--- Excerpted data ---
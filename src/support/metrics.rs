use std::collections::{BTreeMap, HashMap};

use serde::Deserialize;
use serde::de::DeserializeOwned;

use crate::browser::driver::{Driver, PageEvent};
use crate::error::BrowserError;

pub const MAX_PAGE_LOAD_MS: u128 = 20_000;
pub const MAX_SEARCH_RESPONSE_MS: u128 = 8_000;
pub const MAX_ACTION_RESPONSE_MS: u128 = 30_000;
pub const MAX_LOGIN_RESPONSE_MS: u128 = 10_000;
pub const MAX_REQUEST_COUNT: usize = 300;
pub const MAX_PAGE_SIZE_MB: f64 = 15.0;
pub const MAX_DOM_NODES: u64 = 10_000;
pub const MAX_DOM_DEPTH: u64 = 30;
pub const MAX_JS_HEAP_MB: f64 = 150.0;
pub const MAX_FAILED_REQUESTS: usize = 30;
pub const MAX_RESOURCE_ELEMENTS: u64 = 500;
pub const LARGE_IMAGE_BYTES: u64 = 500 * 1024;

/// `performance.timing` marks relative to navigation start, when available.
pub const NAVIGATION_TIMING_SCRIPT: &str = r#"() => {
    const t = performance.timing;
    if (!t || !t.navigationStart) return null;
    const rel = (v) => (v ? v - t.navigationStart : null);
    return {
        ttfb: rel(t.responseStart),
        domContentLoaded: rel(t.domContentLoadedEventEnd),
        load: rel(t.loadEventEnd),
    };
}"#;

/// Element counts and the deepest ancestor chain in the document.
pub const DOM_STATS_SCRIPT: &str = r#"() => {
    const all = document.getElementsByTagName('*');
    const tag = (name) => document.getElementsByTagName(name).length;
    let maxDepth = 0;
    for (const el of all) {
        let depth = 0;
        let node = el;
        while (node.parentElement) {
            depth++;
            node = node.parentElement;
        }
        if (depth > maxDepth) maxDepth = depth;
    }
    return {
        total: all.length,
        divs: tag('div'),
        images: tag('img'),
        scripts: tag('script'),
        links: tag('a'),
        inputs: tag('input'),
        stylesheets: document.querySelectorAll("link[rel='stylesheet']").length,
        depth: maxDepth,
    };
}"#;

/// Chromium's non-standard `performance.memory`, or null elsewhere.
pub const HEAP_SCRIPT: &str = r#"() => {
    if (!performance.memory) return null;
    return {
        used: performance.memory.usedJSHeapSize || 0,
        total: performance.memory.totalJSHeapSize || 0,
        limit: performance.memory.jsHeapSizeLimit || 0,
    };
}"#;

#[derive(Debug, Clone, Default, PartialEq, Deserialize)]
#[serde(rename_all = "camelCase")]
pub struct NavigationTiming {
    pub ttfb: Option<f64>,
    pub dom_content_loaded: Option<f64>,
    pub load: Option<f64>,
}

#[derive(Debug, Clone, Default, PartialEq, Eq, Deserialize)]
pub struct DomStats {
    pub total: u64,
    pub divs: u64,
    pub images: u64,
    pub scripts: u64,
    pub links: u64,
    pub inputs: u64,
    pub stylesheets: u64,
    pub depth: u64,
}

#[derive(Debug, Clone, Default, PartialEq, Deserialize)]
pub struct HeapUsage {
    pub used: f64,
    pub total: f64,
    pub limit: f64,
}

impl HeapUsage {
    pub fn used_mb(&self) -> f64 {
        bytes_to_mb(self.used)
    }

    /// Used share of the allocated heap, 0 when nothing is allocated.
    pub fn usage_percent(&self) -> f64 {
        if self.total > 0.0 {
            self.used / self.total * 100.0
        } else {
            0.0
        }
    }
}

pub fn bytes_to_mb(bytes: f64) -> f64 {
    bytes / 1024.0 / 1024.0
}

/// Network activity folded out of a batch of page events.
#[derive(Debug, Clone, Default, PartialEq)]
pub struct NetworkSummary {
    pub requests: usize,
    pub by_type: BTreeMap<String, usize>,
    /// Sum of `content-length` over responses that declared one.
    pub total_bytes: u64,
    /// "url - reason" per failed request.
    pub failures: Vec<String>,
    /// (url, declared size) per image response; size 0 when undeclared.
    pub images: Vec<(String, u64)>,
    pub dialogs: Vec<String>,
}

impl NetworkSummary {
    pub fn from_events(events: &[PageEvent]) -> Self {
        let mut summary = NetworkSummary::default();
        for event in events {
            match event {
                PageEvent::Request { resource_type, .. } => {
                    summary.requests += 1;
                    *summary.by_type.entry(resource_type.clone()).or_default() += 1;
                }
                PageEvent::Response {
                    url,
                    resource_type,
                    headers,
                    ..
                } => {
                    let size = content_length(headers);
                    summary.total_bytes += size.unwrap_or(0);
                    if resource_type == "image" {
                        summary.images.push((url.clone(), size.unwrap_or(0)));
                    }
                }
                PageEvent::RequestFailed { url, failure, .. } => {
                    let reason = failure.as_deref().unwrap_or("Unknown failure");
                    summary.failures.push(format!("{} - {}", url, reason));
                }
                PageEvent::Dialog { message, .. } => summary.dialogs.push(message.clone()),
            }
        }
        summary
    }

    pub fn count_of(&self, resource_type: &str) -> usize {
        self.by_type.get(resource_type).copied().unwrap_or(0)
    }

    pub fn total_mb(&self) -> f64 {
        bytes_to_mb(self.total_bytes as f64)
    }

    pub fn image_mb(&self) -> f64 {
        bytes_to_mb(self.images.iter().map(|(_, size)| *size).sum::<u64>() as f64)
    }

    pub fn large_images(&self) -> impl Iterator<Item = &(String, u64)> {
        self.images
            .iter()
            .filter(|(_, size)| *size > LARGE_IMAGE_BYTES)
    }
}

/// Run one of the scripts above and decode its result; `None` when the
/// script returned null.
pub fn evaluate_as<T: DeserializeOwned>(
    driver: &dyn Driver,
    script: &str,
) -> Result<Option<T>, BrowserError> {
    let value = driver.evaluate(script)?;
    serde_json::from_value(value).map_err(|e| BrowserError::JsonParse {
        context: "page metrics".into(),
        source: e,
    })
}

fn content_length(headers: &HashMap<String, String>) -> Option<u64> {
    headers
        .iter()
        .find(|(name, _)| name.eq_ignore_ascii_case("content-length"))
        .and_then(|(_, value)| value.trim().parse().ok())
}
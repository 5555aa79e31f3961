use std::path::PathBuf;

use clap::{Parser, Subcommand};
use serde::{Deserialize, Serialize};

use crate::browser::driver::LaunchOptions;
use crate::harness::session::SessionConfig;
use crate::pages::base::{DEFAULT_BASE_URL, PageConfig};

pub const DEFAULT_CONFIG_FILE: &str = "storefront-e2e.yaml";

// ============================================================================
// CLI Argument Parsing (clap derive)
// ============================================================================

#[derive(Parser, Debug)]
#[command(
    name = "storefront-e2e",
    version,
    about = "End-to-end browser test suite for the automationexercise.com storefront"
)]
pub struct Cli {
    #[command(subcommand)]
    pub command: Commands,

    /// Verbosity level (-v, -vv, -vvv)
    #[arg(short, long, action = clap::ArgAction::Count, global = true)]
    pub verbose: u8,

    /// Path to config file (default: storefront-e2e.yaml in current dir)
    #[arg(long, global = true)]
    pub config: Option<String>,
}

#[derive(Subcommand, Debug)]
pub enum Commands {
    /// Run scenarios against the live site
    Run {
        /// Only scenarios tagged with this category (e.g. Smoke, Cart, XSS)
        #[arg(long)]
        category: Option<String>,

        /// Only scenarios whose name contains this text (e.g. TC05)
        #[arg(long)]
        filter: Option<String>,

        /// Output format: console, html, junit
        #[arg(long)]
        format: Option<String>,

        /// Output file path (default: stdout)
        #[arg(short, long)]
        output: Option<String>,

        /// Run the browser without a window
        #[arg(long)]
        headless: bool,

        /// Site root to test against
        #[arg(long)]
        base_url: Option<String>,

        /// Multiplier for fixed settle delays (0 disables them)
        #[arg(long)]
        settle_scale: Option<f64>,

        /// Node executable used to start the browser server
        #[arg(long)]
        node: Option<String>,

        /// Path to the browser server script
        #[arg(long)]
        script: Option<String>,

        /// JSONL step trace file
        #[arg(long)]
        trace: Option<String>,
    },

    /// List registered scenarios without running them
    List {
        /// Only scenarios tagged with this category
        #[arg(long)]
        category: Option<String>,

        /// Only scenarios whose name contains this text
        #[arg(long)]
        filter: Option<String>,
    },
}

// ============================================================================
// Config File Model (optional YAML)
// ============================================================================

/// Optional YAML config file: `storefront-e2e.yaml`
#[derive(Debug, Clone, Default, Serialize, Deserialize)]
pub struct AppConfig {
    #[serde(default)]
    pub site: SiteConfig,
    #[serde(default)]
    pub browser: BrowserConfig,
    #[serde(default)]
    pub run: RunConfig,
}

#[derive(Debug, Clone, Serialize, Deserialize)]
pub struct SiteConfig {
    #[serde(default = "default_base_url")]
    pub base_url: String,

    #[serde(default = "default_settle_scale")]
    pub settle_scale: f64,

    #[serde(default = "default_probe_timeout")]
    pub probe_timeout_ms: u64,

    #[serde(default = "default_screenshots_dir")]
    pub screenshots_dir: String,
}

impl Default for SiteConfig {
    fn default() -> Self {
        Self {
            base_url: default_base_url(),
            settle_scale: default_settle_scale(),
            probe_timeout_ms: default_probe_timeout(),
            screenshots_dir: default_screenshots_dir(),
        }
    }
}

#[derive(Debug, Clone, Serialize, Deserialize)]
pub struct BrowserConfig {
    #[serde(default)]
    pub headless: bool,

    #[serde(default = "default_timeout")]
    pub default_timeout_ms: u64,

    #[serde(default)]
    pub slow_mo_ms: u64,

    #[serde(default = "default_node")]
    pub node: String,

    #[serde(default = "default_script")]
    pub script: String,
}

impl Default for BrowserConfig {
    fn default() -> Self {
        Self {
            headless: false,
            default_timeout_ms: default_timeout(),
            slow_mo_ms: 0,
            node: default_node(),
            script: default_script(),
        }
    }
}

#[derive(Debug, Clone, Serialize, Deserialize)]
pub struct RunConfig {
    #[serde(default = "default_console")]
    pub format: String,

    pub output: Option<String>,

    pub trace: Option<String>,
}

impl Default for RunConfig {
    fn default() -> Self {
        Self {
            format: default_console(),
            output: None,
            trace: None,
        }
    }
}

// Serde default helpers
fn default_base_url() -> String { DEFAULT_BASE_URL.to_string() }
fn default_settle_scale() -> f64 { 1.0 }
fn default_probe_timeout() -> u64 { 5000 }
fn default_screenshots_dir() -> String { "screenshots".to_string() }
fn default_timeout() -> u64 { 30_000 }
fn default_node() -> String { "node".to_string() }
fn default_script() -> String { "node/browser_server.js".to_string() }
fn default_console() -> String { "console".to_string() }

// ============================================================================
// Config File Loading
// ============================================================================

/// Load config from a YAML file. Returns defaults if file is missing or malformed.
pub fn load_config(path: Option<&str>) -> AppConfig {
    let config_path = path.unwrap_or(DEFAULT_CONFIG_FILE);
    match std::fs::read_to_string(config_path) {
        Ok(content) => match serde_yaml::from_str(&content) {
            Ok(config) => config,
            Err(e) => {
                tracing::warn!(path = config_path, error = %e, "malformed config file, using defaults");
                AppConfig::default()
            }
        },
        Err(_) => AppConfig::default(),
    }
}

// ============================================================================
// Config Builders (merge CLI args with config file)
// ============================================================================

/// Values given on the `run` command line. `None` falls back to the config file.
#[derive(Debug, Clone, Default)]
pub struct RunOverrides {
    pub headless: bool,
    pub base_url: Option<String>,
    pub settle_scale: Option<f64>,
    pub node: Option<String>,
    pub script: Option<String>,
}

/// Build the per-session configuration: CLI > config file > defaults.
pub fn build_session_config(config: &AppConfig, overrides: &RunOverrides) -> SessionConfig {
    let launch = LaunchOptions {
        headless: overrides.headless || config.browser.headless,
        default_timeout_ms: config.browser.default_timeout_ms,
        slow_mo_ms: config.browser.slow_mo_ms,
        ..LaunchOptions::default()
    };

    let pages = PageConfig {
        base_url: overrides
            .base_url
            .clone()
            .unwrap_or_else(|| config.site.base_url.clone()),
        screenshots_dir: PathBuf::from(&config.site.screenshots_dir),
        settle_scale: overrides
            .settle_scale
            .unwrap_or(config.site.settle_scale)
            .max(0.0),
        probe_timeout_ms: config.site.probe_timeout_ms,
    };

    SessionConfig { launch, pages }
}

/// Node executable and server script: CLI > config file > defaults.
pub fn resolve_launcher_paths(config: &AppConfig, overrides: &RunOverrides) -> (String, PathBuf) {
    let node = overrides
        .node
        .clone()
        .unwrap_or_else(|| config.browser.node.clone());
    let script = overrides
        .script
        .clone()
        .unwrap_or_else(|| config.browser.script.clone());
    (node, PathBuf::from(script))
}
---
§ **To do**: Check each line above for "stylesheets" and state how many match, answering with only the number.

§ **Answer to this task**: 2